Xdot wrote:Bravo! I really need to learn to weld. Kind of scary looking with it up there and the back wheel hanging off into empty space like that. :shock:

-john
The front end is tied down but the bike balances very well on the center
stand with very little weight at either end but what there is is biased
toward the front. I can still easily rotate the front tire with one hand
when the back wheel is hanging.

But then think how much easier access is for trans R&R for spline lube
etc.

About welding -

With the help of a friend who had just gone thru welding school, I learned
how to weld - oh - 45 years ago. Had an old stick welder that I still have
but think it's older than I am even.

Was on the farm, then, welding was an indespensible tool.
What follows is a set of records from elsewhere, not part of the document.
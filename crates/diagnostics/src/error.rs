//! Typed errors returned by the diagnostic registry.

use crate::DiagnosticCode;
use crate::template::TemplateError;

/// Failures raised while building or querying a [`crate::DiagnosticRegistry`].
///
/// None of these are recoverable at runtime: each one points at a defect in
/// the diagnostic table or in the code that calls it.
#[non_exhaustive]
#[derive(Debug, Clone, PartialEq, Eq, thiserror::Error)]
pub enum RegistryError {
    /// The same code was registered twice.
    #[error("diagnostic code {code} is already registered")]
    DuplicateCode {
        /// The code that was registered a second time.
        code: DiagnosticCode,
    },

    /// A lookup used a code that is not in the registry.
    #[error("unknown diagnostic code: {code}")]
    UnknownCode {
        /// The code as supplied by the caller.
        code: String,
    },

    /// The number of render arguments differs from the template's placeholders.
    #[error("diagnostic {code} expects {expected} argument(s), got {actual}")]
    ArgumentMismatch {
        /// The code being rendered.
        code: DiagnosticCode,
        /// Number of arguments the template takes.
        expected: usize,
        /// Number of arguments supplied.
        actual: usize,
    },

    /// The template given at registration does not parse.
    #[error("malformed template for diagnostic {code}: {source}")]
    MalformedTemplate {
        /// The code whose template was rejected.
        code: DiagnosticCode,
        /// What is wrong with the template.
        #[source]
        source: TemplateError,
    },
}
Of course was nice when it came to building hot rods, too.

Then got out in the working world and eventually became a CWI
(Certified Welding Inspector under the auspices of the AWS American
Welding Society). I thought I knew something about welding before
I went thru that training! Have learned a tremendous amount over
the last 20 years.

Welding with wire feed self shielded flux core is a breeze and a very good
way to start. I bought a 220 volt Lincoln a few years ago, can use flux
core or mig which is gas shielded and works really well on thin material.
Wire feed welders can weld mild steel and stainless. One thing I can't
stress enough is to buy a good quality name brand welder. The little
Lincoln wire feed machines just plain work and do nice work easily.
Not that expensive, not that much more than the generic stuff you find
in Lowes etc. You might get a good one, you might not. A little difference
in the quality of the machine is well worth a few extra $ if you're going to
weld just about anything for the ease of use and quality results.
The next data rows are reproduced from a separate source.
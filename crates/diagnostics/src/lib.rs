//! Diagnostics for the GraphQL schema validator.
//!
//! Provides the [`DiagnosticRegistry`] that maps stable [`DiagnosticCode`]s
//! to message templates, plus the [`Diagnostic`], [`Severity`] and [`Span`]
//! types the validator reports with. Builtin codes are defined in the
//! [`codes`] module and served by the process-wide [`registry()`].
//!
//! ```
//! use gql_validator_diagnostics::{codes, registry};
//!
//! let message = registry()
//!     .render(codes::INVALID_INPUT_PARAMETER_TYPE, &["map<json>"])
//!     .unwrap();
//! assert_eq!(message, "Invalid GraphQL input parameter type `map<json>`");
//! ```

#![warn(missing_docs)]

/// The builtin catalog compiled from `spec/diagnostics.jsonc`.
pub mod catalog;
#[cfg(test)]
mod catalog_check;
/// Diagnostic code constants auto-generated from the catalog.
pub mod codes;
mod error;
mod registry;
mod syntax;
/// Positional message templates.
pub mod template;

pub use error::RegistryError;
pub use registry::{DiagnosticEntry, DiagnosticRegistry, RegistryBuilder};

use serde::{Deserialize, Serialize};
use std::borrow::{Borrow, Cow};
use std::collections::BTreeMap;
use std::fmt;
use std::sync::LazyLock;

// ── DiagnosticCode ───────────────────────────────────────────────────────

/// Stable identifier of a diagnostic (e.g. `"ERROR_114"`).
///
/// A published code keeps its meaning forever; downstream tooling matches on
/// it. Serialized as the bare string.
#[derive(Debug, Clone, Copy, PartialEq, Eq, PartialOrd, Ord, Hash, Serialize)]
#[serde(transparent)]
pub struct DiagnosticCode(&'static str);

impl DiagnosticCode {
    /// Wrap a code string.
    pub const fn new(id: &'static str) -> Self {
        Self(id)
    }

    /// The code as a string slice.
    pub const fn as_str(self) -> &'static str {
        self.0
    }
}

impl fmt::Display for DiagnosticCode {
    fn fmt(&self, f: &mut fmt::Formatter<'_>) -> fmt::Result {
        f.write_str(self.0)
    }
}

impl AsRef<str> for DiagnosticCode {
    fn as_ref(&self) -> &str {
        self.0
    }
}

impl Borrow<str> for DiagnosticCode {
    fn borrow(&self) -> &str {
        self.0
    }
}

impl PartialEq<&str> for DiagnosticCode {
    fn eq(&self, other: &&str) -> bool {
        self.0 == *other
    }
}

impl From<DiagnosticCode> for Cow<'static, str> {
    fn from(code: DiagnosticCode) -> Self {
        Cow::Borrowed(code.0)
    }
}

// ── Severity / Span ──────────────────────────────────────────────────────

/// Severity level for a diagnostic message.
#[derive(Debug, Clone, Copy, PartialEq, Eq, PartialOrd, Ord, Hash, Serialize, Deserialize)]
#[serde(rename_all = "lowercase")]
#[non_exhaustive]
pub enum Severity {
    /// Hard error: the schema is invalid.
    Error,
    /// Warning: the schema may not behave as intended.
    Warn,
    /// Informational note.
    Info,
}

/// Byte span in the validated source, supplied by the caller.
#[derive(Debug, Clone, Copy, Serialize, Deserialize, PartialEq, Eq)]
pub struct Span {
    /// Byte offset of the first character (0-based).
    pub start: usize,
    /// Byte offset one past the last character.
    pub end: usize,
}

impl Span {
    /// Create a span covering `[start, end)`.
    ///
    /// Panics if `end < start`.
    pub fn new(start: usize, end: usize) -> Self {
        assert!(end >= start, "Span end ({end}) < start ({start})");
        Self { start, end }
    }

    /// Create a zero-width span at the given position.
    pub fn empty(pos: usize) -> Self {
        Self {
            start: pos,
            end: pos,
        }
    }
}

// ── Diagnostic ───────────────────────────────────────────────────────────

/// A finished diagnostic produced by the validator.
#[derive(Debug, Clone, PartialEq, Eq, Serialize, Deserialize)]
pub struct Diagnostic {
    /// Diagnostic code (e.g., `"ERROR_103"`).
    pub id: Cow<'static, str>,
    /// Severity level.
    pub severity: Severity,
    /// Human-readable diagnostic message.
    pub message: String,
    /// Optional byte span in the source that this diagnostic relates to.
    #[serde(skip_serializing_if = "Option::is_none")]
    pub span: Option<Span>,
    /// Machine-readable context for tooling. Keys and values are free-form strings.
    /// Serialized only when present, in key order.
    #[serde(skip_serializing_if = "Option::is_none")]
    pub context: Option<BTreeMap<String, String>>,
}

impl Diagnostic {
    /// Create a diagnostic with the given fields.
    pub fn new(
        id: impl Into<Cow<'static, str>>,
        severity: Severity,
        message: impl Into<String>,
        span: Option<Span>,
    ) -> Self {
        Self {
            id: id.into(),
            severity,
            message: message.into(),
            span,
            context: None,
        }
    }

    /// Shorthand for an `Error` diagnostic.
    pub fn error(
        id: impl Into<Cow<'static, str>>,
        message: impl Into<String>,
        span: Option<Span>,
    ) -> Self {
        Self::new(id, Severity::Error, message, span)
    }

    /// Shorthand for a `Warn` diagnostic.
    pub fn warn(
        id: impl Into<Cow<'static, str>>,
        message: impl Into<String>,
        span: Option<Span>,
    ) -> Self {
        Self::new(id, Severity::Warn, message, span)
    }

    /// Shorthand for an `Info` diagnostic.
    pub fn info(
        id: impl Into<Cow<'static, str>>,
        message: impl Into<String>,
        span: Option<Span>,
    ) -> Self {
        Self::new(id, Severity::Info, message, span)
    }

    /// Attach a source span (builder pattern).
    pub fn with_span(mut self, span: Span) -> Self {
        self.span = Some(span);
        self
    }

    /// Attach machine-readable context metadata (builder pattern).
    ///
    /// Keys are short descriptors like `"type"`, `"field"` or `"service"`.
    pub fn with_context(mut self, ctx: BTreeMap<String, String>) -> Self {
        self.context = Some(ctx);
        self
    }

    /// Returns the long-form explanation for this diagnostic's code, if available.
    pub fn explain(&self) -> Option<&'static str> {
        explain(&self.id)
    }
}

impl fmt::Display for Severity {
    fn fmt(&self, f: &mut fmt::Formatter<'_>) -> fmt::Result {
        match self {
            Severity::Error => write!(f, "error"),
            Severity::Warn => write!(f, "warn"),
            Severity::Info => write!(f, "info"),
        }
    }
}

impl fmt::Display for Diagnostic {
    fn fmt(&self, f: &mut fmt::Formatter<'_>) -> fmt::Result {
        write!(f, "{}[{}]: {}", self.severity, self.id, self.message)
    }
}

// ── Process-wide registry ────────────────────────────────────────────────

static REGISTRY: LazyLock<DiagnosticRegistry> = LazyLock::new(|| {
    let registry = catalog::builtin_registry()
        .unwrap_or_else(|err| panic!("builtin diagnostic catalog is invalid: {err}"));
    log::debug!("built diagnostic registry with {} codes", registry.len());
    registry
});

/// The registry holding every builtin code.
///
/// Built on first use and read-only afterwards; safe to share across threads.
pub fn registry() -> &'static DiagnosticRegistry {
    &REGISTRY
}

/// Returns the long-form explanation for a diagnostic code, if known.
///
/// Auto-generated from `spec/diagnostics.jsonc` at build time.
pub fn explain(id: &str) -> Option<&'static str> {
    include!(concat!(env!("OUT_DIR"), "/generated_explain.rs"))
}
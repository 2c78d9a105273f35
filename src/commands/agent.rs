//! Implementation of `morio audit|logs|metrics [ARGS...]`.
//!
//! Runs the collector binary against the configuration `morio template`
//! produced, so collector subcommands such as `test config` or `modules
//! list` see exactly what the service will run with.

use crate::agents::Agent;
use crate::agents::exec::run_agent;
use crate::config::AppConfig;
use crate::context::ClientContext;
use crate::error::{MorioError, Result};

/// Execute a collector passthrough command.
pub fn cmd_agent(ctx: &ClientContext, agent: Agent, args: &[String]) -> Result<()> {
    let config = AppConfig::load(ctx.config_path())?;
    let rendered = ctx.rendered_config_path(agent);

    if !rendered.is_file() {
        return Err(MorioError::UserError(format!(
            "no {} configuration at '{}'\n\
             Run `morio template` first.",
            agent,
            rendered.display()
        )));
    }

    run_agent(agent, config.agent_binary(agent), &rendered, args)
}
I use self shielded flux core(no inert gas needed) for most all general welding.
With the 220 volt machine (have it plugged into a regular dryer outlet) it will weld heavy enough material to do most home jobs. I've built
trailers and even the frame for a 40' clear span car port out of 6x6x1/4"
square tube steel, but by knowing how to set the welder in ways not
normally done for the 1/4". Has stood for 15+ years in some fierce winds,
so guess the welding was OK.

You can start by familiarizing yourself with things by getting The Welder's Handbook.
Then take a nite class at a Vo tech or something. There's lots of reasons
why you don't want something you've welded to fall apart. It's easy to
make a nice looking weld that won't hold a thing unless you know a few
things that only some research and a class will give you.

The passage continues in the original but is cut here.